AG, lawmakers review implications of hospital antitrust suit
A competitor’s antitrust lawsuit against Hartford HealthCare comes as Connecticut already was struggling to explore one of its central issues: What does the purchase of physician practices by hospitals do to competition, costs and care?
The lawsuit filed by Saint Francis Hospital and Medical Center accuses Hartford HealthCare of buying physician practices with the predatory intent of controlling the referrals that feed patients to its hospitals, surgical centers and other affiliates.
The General Assembly last year directed the state Office of Health Strategies to report by Feb. 1, 2023, whether it has sufficient regulatory powers to oversee the mergers and acquisitions of medical practices.
In an instant, the politically charged lawsuit brought to the fore what had been the concern of a low-profile working group, whose membership included a variety of stakeholders — including a physician from Hartford HealthCare and an executive from a Saint Francis affiliate.
Given the sweeping antitrust allegations, the 75-page lawsuit filed in U.S. District Court quickly became required reading in the office of Attorney General William Tong. A spokeswoman acknowledged it was under review.
The political sensitivity of the claims was evident in the courtesy calls Saint Francis made to Gov. Ned Lamont, House Speaker Matt Ritter of Hartford and others before declaring war on Hartford Hospital, its cross-town competitor and biggest piece of Hartford HealthCare.
“I’ve always enjoyed working with both of them, and I’ll remain committed to helping them both,” Ritter said. “They employ a lot of people, a lot of Hartford residents. Their workforces reflect the diversity of the city. And you know it’s hard when two friends are not in agreement on something.”
Hartford HealthCare says the suit is without merit.
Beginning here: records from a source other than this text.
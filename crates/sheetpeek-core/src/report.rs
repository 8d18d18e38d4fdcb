//! Run driver: Fetcher -> Persister -> Header Reporter, then one rendered outcome.
//!
//! Nothing reaches the output until the run has finished, so a failure prints a
//! single `Error:` line and never a partial header list.

use crate::checksum;
use crate::config::SheetConfig;
use crate::error::ReportError;
use crate::fetch;
use crate::mapping::ColumnMapping;
use crate::sheet;
use crate::storage;
use std::io::{self, Write};
use std::path::PathBuf;

/// Result of a successful run.
#[derive(Debug, Clone, PartialEq, Eq)]
pub struct Report {
    pub source_url: String,
    /// Where the workbook was saved; the file outlives the run.
    pub destination: PathBuf,
    /// Column labels of the first worksheet, left to right.
    pub headers: Vec<String>,
}

/// Executes the three steps in order, stopping at the first failure.
pub fn run(config: &SheetConfig) -> Result<Report, ReportError> {
    let url = config.source_url.as_str();
    let destination = &config.destination_path;

    tracing::info!("downloading {}", url);
    let payload = fetch::fetch(url, &config.fetch)?;
    if let Some(effective) = payload.effective_url.as_deref() {
        if effective != url {
            tracing::debug!("redirected to {}", effective);
        }
    }

    storage::persist(&payload.bytes, destination)?;
    drop(payload);
    // Digest of what is actually on disk after the rename; a failure here is
    // only logged, the header read below reports real read problems.
    match checksum::sha256_path(destination) {
        Ok(digest) => tracing::debug!(
            sha256 = %digest,
            "persisted payload to {}",
            destination.display()
        ),
        Err(e) => tracing::warn!("could not checksum {}: {:#}", destination.display(), e),
    }

    let headers = sheet::read_headers(destination)?;

    Ok(Report {
        source_url: config.source_url.clone(),
        destination: destination.clone(),
        headers,
    })
}

impl Report {
    fn write_preamble<W: Write>(&self, out: &mut W) -> io::Result<()> {
        writeln!(out, "Downloading from {}...", self.source_url)?;
        writeln!(out, "Download complete.")?;
        writeln!(out, "Headers List:")
    }

    /// Renders the success block: progress lines, `Headers List:`, one `- <header>` per column.
    pub fn write_to<W: Write>(&self, out: &mut W) -> io::Result<()> {
        self.write_preamble(out)?;
        for header in &self.headers {
            writeln!(out, "- {}", header)?;
        }
        Ok(())
    }

    /// Like [`Report::write_to`] but annotates each header with its canonical
    /// field and ends with the required fields the sheet lacks.
    pub fn write_mapped_to<W: Write>(&self, out: &mut W, mapping: &ColumnMapping) -> io::Result<()> {
        self.write_preamble(out)?;
        for header in &self.headers {
            match mapping.resolve(header) {
                Some(field) => writeln!(out, "- {} -> {}", header, field)?,
                None => writeln!(out, "- {}", header)?,
            }
        }
        let missing = mapping.missing_fields(&self.headers);
        if missing.is_empty() {
            writeln!(out, "Missing fields: none")
        } else {
            writeln!(out, "Missing fields: {}", missing.join(", "))
        }
    }
}

/// Renders exactly one outcome: the success block, or a single `Error: <cause>` line.
pub fn write_outcome<W: Write>(
    outcome: &Result<Report, ReportError>,
    out: &mut W,
    mapping: Option<&ColumnMapping>,
) -> io::Result<()> {
    match (outcome, mapping) {
        (Ok(report), Some(mapping)) => report.write_mapped_to(out, mapping)?,
        (Ok(report), None) => report.write_to(out)?,
        (Err(err), _) => {
            tracing::error!(kind = ?err.kind(), "run failed: {}", err);
            writeln!(out, "Error: {}", err)?;
        }
    }
    out.flush()
}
Saint Francis says Hartford’s predatory practices have taken away its major referrers of cardiac cases and produced a stunning migration of physicians — a 25% increase in the Hartford HealthCare’s staff in just two years.
The governor’s office declined comment, but legislators said the litigation underscores the volatile market dynamics of health care and renews questions about Connecticut’s ability to protect competition and preserve the medical practices of sole practitioners and unaffiliated group practices.
Victoria L. Veltri, the executive director of the Office of Health Strategy, said she could not comment on the merits of the claims, but the broader issue of the limits on the oversight of mergers and acquisitions of physician groups was central to the mission of the working group.
The office is responsible for administering the state’s primary tool for overseeing the business of medicine, the Certificate of Need program. It is described by OHS as “a regulatory process that prevents costly duplication of services, protects access to and continuity of health care services, and ensures Connecticut’s residents have a voice regarding health care for their communities.”
Sen. Heather Somers, R-Groton, the ranking Senate Republican on the legislature’s Public Health Committee, said the litigation will bring an urgency to the state’s struggle to assess the consolidation of health services and the state’s role in regulating it.
“I do think that this lawsuit will be interesting,” said Somers, who has a background in bioscience and is married to a physician. “I think it will bring to the surface some of these issues that really have to be discussed, because I think the focus should really be patient care and not making it easier for Yale or Hartford to get more patients.”
Yale New Haven and Hartford HealthCare are the two major hospital systems in Connecticut, the 800-pound gorillas of health care in Connecticut, in the wry view of Rep. Jonathan Steinberg, D-Westport, who said, “At least we have two 800-pound gorillas in Connecticut, not just one.”
The purchase of physician groups as a feeder of business is not new, even if Saint Francis contends that Hartford HealthCare’s approach has reached a tipping point capable of destabilizing other hospitals, said Steinberg, the co-chair of the Public Health Committee who formerly worked on the business side of health care.
“There’s a bigger issue at play here, which is what is the appropriate role of government in terms of interfering with market forces,” Steinberg said. “We’re a small state, diverse in the sense that we’ve got behemoths and we also have tiny hospitals that struggle each year to even break even.”
Seven years ago, Senate President Pro Tem Martin M. Looney, D-New Haven, and Republican Len Fasano of North Haven, then the Senate minority leader, raised similar concerns about Yale New Haven’s acquisition of hospitals and physician groups.
“This is part of this monopoly of medicine, which is awful. And Marty and I tried to stop it from happening here in New Haven,” said Fasano, whose father was a family care physician. “I think that, unfortunately, by the time we recognized it and worked on it, the die was cast.”
“We were both worried about the issue of physician practices being taken over by the large hospital systems and the loss of physician autonomy at the time,” Looney said.
Ritter, a former Public Health Committee co-chair, said he remembers the fight as important, albeit one waged by two New Haven-area politicians against a New Haven institution.
“It really hadn’t become an ugly issue in Hartford, to be honest, until yesterday,” Ritter said.